Peter drains his drink and signals the bartender. “You went to the cemetery?”

“I did.”

“How was that?”

“It was strange to see it after all these years.” I picture the grave—Conrad’s headstone already worn by time, my tears watering bare patches of dirt. “It took me a while to find it. In my memory, he was buried on top of a hill. But the grave was down in a low hollow. All I really remember about the funeral is how muggy it was, and Anna complaining that her hair was getting frizzy and refusing to say the Lord’s Prayer.”

“Classic Anna.”

“Conrad’s mother never said a single word to any of us. Not even to Mum. And my stepsister Rosemary, clinging to her mother—this little white ghosty thing.”

“Do they still live here?”

“I have no idea. We never saw them after that. Leo left Mum a few months after Conrad died.”

“How old was Rosemary?”

“When Conrad died?”

Peter nods.

“Maybe fourteen?”

“Were you friends?”

“With Rosemary? God, no.”

“Why not?”

“She was . . . I don’t know. Odd. Spectrum-y—like she missed all the normal social cues, if that makes sense. I remember she liked to sing hymns.”

“You should look her up, see if she still exists.”

“She probably moved away ages ago.”

“Maybe, maybe not.”

“Anyway, it would be too awkward. Calling out of the blue after all these years of making zero effort.”

“Better late than never.” Peter gets up off his barstool. “I’m going outside for a smoke.”

“You really should quit.”

“One of these days,” he says. I watch him cross the lobby away from me, push through the revolving doors out onto the sooty sidewalk.





Two Days Ago, July 30. Memphis.


Rosemary lives in a quiet, nondescript neighborhood on the east side of the city. Block after block of almost identical ranch houses with tidy front yards. But I know her house the minute the taxi pulls up: on the front landing is the alligator umbrella stand from her mother’s porch, its mouth still agape after all these years. Rosemary comes to the door holding a small dog—a rescue, she tells me. Her hair is beige, cut short. She’s a professor of musicology. Her husband Edmund teaches quantum physics. They have no children.

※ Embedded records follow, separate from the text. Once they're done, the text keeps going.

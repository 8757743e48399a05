pub(crate) mod cancel;
pub(crate) mod color;
pub(crate) mod core;
pub(crate) mod error;
pub(crate) mod math;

“My area is Baroque,” she says as I follow her into the living room. “I have herbal tea or decaf. Caffeine makes me jittery.”

“Decaf’s great.”

“Make yourself comfortable. I made a carrot cake.” She heads into the kitchen, leaving me alone in the living room. The mantelpiece is covered with framed photographs: Rosemary looking drab in a cap and gown; Rosemary and her husband on their wedding day; Rosemary as a young girl riding on a trolley car with Leo. There isn’t a single photo of Conrad. I pick up a silver-framed photo of Rosemary with an elderly couple on a cruise ship. It takes me a moment to realize the man is Leo. He has his arm around a woman I recognize as Rosemary’s mother.

“They remarried,” Rosemary says, coming up behind me.

“I didn’t know.”

“A few years after my brother died.” She takes the photo from me and puts it back on the mantel. “They’ve both passed.”

“I’m sorry.”

“Well, it’s what happens.” She hands me a slice of carrot cake. “I use applesauce instead of sugar. And how is Anna?”

“Anna died, too. Almost twenty years ago. As a matter of fact, tomorrow is the anniversary of her death.”

“You two never really got along, as I recall,” Rosemary says.